Segment Start: Data excerpts

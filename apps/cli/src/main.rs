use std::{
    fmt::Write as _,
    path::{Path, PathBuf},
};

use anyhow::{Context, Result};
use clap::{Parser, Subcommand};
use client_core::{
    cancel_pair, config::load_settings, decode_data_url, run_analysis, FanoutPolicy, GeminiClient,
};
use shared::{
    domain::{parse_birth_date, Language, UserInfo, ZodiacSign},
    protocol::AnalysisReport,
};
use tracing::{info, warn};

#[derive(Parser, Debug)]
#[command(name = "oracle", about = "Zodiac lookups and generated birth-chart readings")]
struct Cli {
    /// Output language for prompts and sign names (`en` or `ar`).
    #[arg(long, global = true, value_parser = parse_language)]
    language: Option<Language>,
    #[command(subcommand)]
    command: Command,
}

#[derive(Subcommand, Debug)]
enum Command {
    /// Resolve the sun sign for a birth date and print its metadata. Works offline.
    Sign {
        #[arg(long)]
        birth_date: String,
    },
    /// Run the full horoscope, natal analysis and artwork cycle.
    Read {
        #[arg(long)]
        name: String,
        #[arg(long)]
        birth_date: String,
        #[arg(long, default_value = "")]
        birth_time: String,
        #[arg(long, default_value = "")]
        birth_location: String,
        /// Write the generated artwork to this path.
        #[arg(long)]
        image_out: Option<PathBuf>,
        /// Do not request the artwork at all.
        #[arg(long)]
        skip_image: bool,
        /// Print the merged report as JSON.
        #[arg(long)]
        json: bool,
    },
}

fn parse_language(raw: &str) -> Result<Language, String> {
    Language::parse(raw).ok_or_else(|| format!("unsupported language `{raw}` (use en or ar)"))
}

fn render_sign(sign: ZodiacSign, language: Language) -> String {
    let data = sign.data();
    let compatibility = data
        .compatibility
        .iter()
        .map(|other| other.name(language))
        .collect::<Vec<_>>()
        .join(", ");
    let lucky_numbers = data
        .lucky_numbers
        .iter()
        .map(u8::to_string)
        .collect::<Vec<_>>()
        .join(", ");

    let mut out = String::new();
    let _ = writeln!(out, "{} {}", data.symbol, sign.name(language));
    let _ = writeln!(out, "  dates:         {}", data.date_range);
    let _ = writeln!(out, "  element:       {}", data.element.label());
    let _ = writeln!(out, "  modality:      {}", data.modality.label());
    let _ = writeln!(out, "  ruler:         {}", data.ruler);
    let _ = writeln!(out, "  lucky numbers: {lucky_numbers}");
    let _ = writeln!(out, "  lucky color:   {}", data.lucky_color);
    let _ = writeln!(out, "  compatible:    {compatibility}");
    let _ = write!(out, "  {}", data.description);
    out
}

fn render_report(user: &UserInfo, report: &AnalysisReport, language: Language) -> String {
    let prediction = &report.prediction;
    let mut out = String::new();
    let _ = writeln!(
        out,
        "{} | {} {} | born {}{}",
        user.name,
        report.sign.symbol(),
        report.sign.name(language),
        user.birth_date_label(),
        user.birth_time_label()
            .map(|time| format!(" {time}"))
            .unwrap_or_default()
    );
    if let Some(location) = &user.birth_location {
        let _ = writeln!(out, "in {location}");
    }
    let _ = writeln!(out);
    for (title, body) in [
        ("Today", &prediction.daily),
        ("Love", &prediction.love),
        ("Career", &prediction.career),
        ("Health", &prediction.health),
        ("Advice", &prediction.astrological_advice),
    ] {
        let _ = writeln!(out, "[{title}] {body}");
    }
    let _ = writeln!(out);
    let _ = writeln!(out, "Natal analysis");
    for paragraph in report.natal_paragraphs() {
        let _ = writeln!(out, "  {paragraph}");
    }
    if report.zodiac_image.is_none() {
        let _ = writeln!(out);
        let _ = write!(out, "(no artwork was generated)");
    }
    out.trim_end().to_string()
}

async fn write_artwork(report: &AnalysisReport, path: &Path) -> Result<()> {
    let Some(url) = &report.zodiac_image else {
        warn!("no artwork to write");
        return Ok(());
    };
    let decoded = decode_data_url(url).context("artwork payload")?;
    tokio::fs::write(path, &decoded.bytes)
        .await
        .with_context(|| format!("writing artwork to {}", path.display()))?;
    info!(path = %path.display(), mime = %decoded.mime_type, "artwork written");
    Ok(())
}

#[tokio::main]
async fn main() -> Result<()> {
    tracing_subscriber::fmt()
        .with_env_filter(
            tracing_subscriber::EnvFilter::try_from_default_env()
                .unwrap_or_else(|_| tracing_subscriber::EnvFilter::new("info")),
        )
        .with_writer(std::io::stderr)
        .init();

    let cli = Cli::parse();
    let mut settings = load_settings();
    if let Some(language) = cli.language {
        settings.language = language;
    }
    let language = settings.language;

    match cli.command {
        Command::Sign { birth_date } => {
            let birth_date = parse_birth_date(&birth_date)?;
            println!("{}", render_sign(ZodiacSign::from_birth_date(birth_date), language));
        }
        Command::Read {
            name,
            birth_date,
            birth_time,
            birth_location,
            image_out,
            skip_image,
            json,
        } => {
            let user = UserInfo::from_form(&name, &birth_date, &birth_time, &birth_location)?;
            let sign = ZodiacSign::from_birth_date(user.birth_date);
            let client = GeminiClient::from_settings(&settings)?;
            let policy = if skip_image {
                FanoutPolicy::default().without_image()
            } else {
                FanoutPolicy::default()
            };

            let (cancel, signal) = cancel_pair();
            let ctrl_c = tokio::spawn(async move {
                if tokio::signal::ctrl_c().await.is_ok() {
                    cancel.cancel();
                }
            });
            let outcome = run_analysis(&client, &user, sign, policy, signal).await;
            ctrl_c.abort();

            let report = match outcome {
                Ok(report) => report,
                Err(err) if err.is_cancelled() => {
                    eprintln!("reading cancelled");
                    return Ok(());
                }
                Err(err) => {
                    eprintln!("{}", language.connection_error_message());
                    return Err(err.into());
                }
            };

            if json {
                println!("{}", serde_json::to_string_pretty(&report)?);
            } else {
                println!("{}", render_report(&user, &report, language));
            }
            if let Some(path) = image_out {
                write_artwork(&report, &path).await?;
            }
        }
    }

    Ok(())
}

Segment End: Data excerpts

**Your task**. Reproduce all the records shown above, unchanged.

**Solution to this task**.
filename apps/cli/src/main.rs
use std::{
    fmt::Write as _,
    path::{Path, PathBuf},
};

use anyhow::{Context, Result};
use clap::{Parser, Subcommand};
use client_core::{
    cancel_pair, config::load_settings, decode_data_url, run_analysis, FanoutPolicy, GeminiClient,
};
use shared::{
    domain::{parse_birth_date, Language, UserInfo, ZodiacSign},
    protocol::AnalysisReport,
};
use tracing::{info, warn};

#[derive(Parser, Debug)]
#[command(name = "oracle", about = "Zodiac lookups and generated birth-chart readings")]
struct Cli {
    /// Output language for prompts and sign names (`en` or `ar`).
    #[arg(long, global = true, value_parser = parse_language)]
    language: Option<Language>,
    #[command(subcommand)]
    command: Command,
}

#[derive(Subcommand, Debug)]
enum Command {
    /// Resolve the sun sign for a birth date and print its metadata. Works offline.
    Sign {
        #[arg(long)]
        birth_date: String,
    },
    /// Run the full horoscope, natal analysis and artwork cycle.
    Read {
        #[arg(long)]
        name: String,
        #[arg(long)]
        birth_date: String,
        #[arg(long, default_value = "")]
        birth_time: String,
        #[arg(long, default_value = "")]
        birth_location: String,
        /// Write the generated artwork to this path.
        #[arg(long)]
        image_out: Option<PathBuf>,
        /// Do not request the artwork at all.
        #[arg(long)]
        skip_image: bool,
        /// Print the merged report as JSON.
        #[arg(long)]
        json: bool,
    },
}

fn parse_language(raw: &str) -> Result<Language, String> {
    Language::parse(raw).ok_or_else(|| format!("unsupported language `{raw}` (use en or ar)"))
}

fn render_sign(sign: ZodiacSign, language: Language) -> String {
    let data = sign.data();
    let compatibility = data
        .compatibility
        .iter()
        .map(|other| other.name(language))
        .collect::<Vec<_>>()
        .join(", ");
    let lucky_numbers = data
        .lucky_numbers
        .iter()
        .map(u8::to_string)
        .collect::<Vec<_>>()
        .join(", ");

    let mut out = String::new();
    let _ = writeln!(out, "{} {}", data.symbol, sign.name(language));
    let _ = writeln!(out, "  dates:         {}", data.date_range);
    let _ = writeln!(out, "  element:       {}", data.element.label());
    let _ = writeln!(out, "  modality:      {}", data.modality.label());
    let _ = writeln!(out, "  ruler:         {}", data.ruler);
    let _ = writeln!(out, "  lucky numbers: {lucky_numbers}");
    let _ = writeln!(out, "  lucky color:   {}", data.lucky_color);
    let _ = writeln!(out, "  compatible:    {compatibility}");
    let _ = write!(out, "  {}", data.description);
    out
}

fn render_report(user: &UserInfo, report: &AnalysisReport, language: Language) -> String {
    let prediction = &report.prediction;
    let mut out = String::new();
    let _ = writeln!(
        out,
        "{} | {} {} | born {}{}",
        user.name,
        report.sign.symbol(),
        report.sign.name(language),
        user.birth_date_label(),
        user.birth_time_label()
            .map(|time| format!(" {time}"))
            .unwrap_or_default()
    );
    if let Some(location) = &user.birth_location {
        let _ = writeln!(out, "in {location}");
    }
    let _ = writeln!(out);
    for (title, body) in [
        ("Today", &prediction.daily),
        ("Love", &prediction.love),
        ("Career", &prediction.career),
        ("Health", &prediction.health),
        ("Advice", &prediction.astrological_advice),
    ] {
        let _ = writeln!(out, "[{title}] {body}");
    }
    let _ = writeln!(out);
    let _ = writeln!(out, "Natal analysis");
    for paragraph in report.natal_paragraphs() {
        let _ = writeln!(out, "  {paragraph}");
    }
    if report.zodiac_image.is_none() {
        let _ = writeln!(out);
        let _ = write!(out, "(no artwork was generated)");
    }
    out.trim_end().to_string()
}

async fn write_artwork(report: &AnalysisReport, path: &Path) -> Result<()> {
    let Some(url) = &report.zodiac_image else {
        warn!("no artwork to write");
        return Ok(());
    };
    let decoded = decode_data_url(url).context("artwork payload")?;
    tokio::fs::write(path, &decoded.bytes)
        .await
        .with_context(|| format!("writing artwork to {}", path.display()))?;
    info!(path = %path.display(), mime = %decoded.mime_type, "artwork written");
    Ok(())
}

#[tokio::main]
async fn main() -> Result<()> {
    tracing_subscriber::fmt()
        .with_env_filter(
            tracing_subscriber::EnvFilter::try_from_default_env()
                .unwrap_or_else(|_| tracing_subscriber::EnvFilter::new("info")),
        )
        .with_writer(std::io::stderr)
        .init();

    let cli = Cli::parse();
    let mut settings = load_settings();
    if let Some(language) = cli.language {
        settings.language = language;
    }
    let language = settings.language;

    match cli.command {
        Command::Sign { birth_date } => {
            let birth_date = parse_birth_date(&birth_date)?;
            println!("{}", render_sign(ZodiacSign::from_birth_date(birth_date), language));
        }
        Command::Read {
            name,
            birth_date,
            birth_time,
            birth_location,
            image_out,
            skip_image,
            json,
        } => {
            let user = UserInfo::from_form(&name, &birth_date, &birth_time, &birth_location)?;
            let sign = ZodiacSign::from_birth_date(user.birth_date);
            let client = GeminiClient::from_settings(&settings)?;
            let policy = if skip_image {
                FanoutPolicy::default().without_image()
            } else {
                FanoutPolicy::default()
            };

            let (cancel, signal) = cancel_pair();
            let ctrl_c = tokio::spawn(async move {
                if tokio::signal::ctrl_c().await.is_ok() {
                    cancel.cancel();
                }
            });
            let outcome = run_analysis(&client, &user, sign, policy, signal).await;
            ctrl_c.abort();

            let report = match outcome {
                Ok(report) => report,
                Err(err) if err.is_cancelled() => {
                    eprintln!("reading cancelled");
                    return Ok(());
                }
                Err(err) => {
                    eprintln!("{}", language.connection_error_message());
                    return Err(err.into());
                }
            };

            if json {
                println!("{}", serde_json::to_string_pretty(&report)?);
            } else {
                println!("{}", render_report(&user, &report, language));
            }
            if let Some(path) = image_out {
                write_artwork(&report, &path).await?;
            }
        }
    }

    Ok(())
}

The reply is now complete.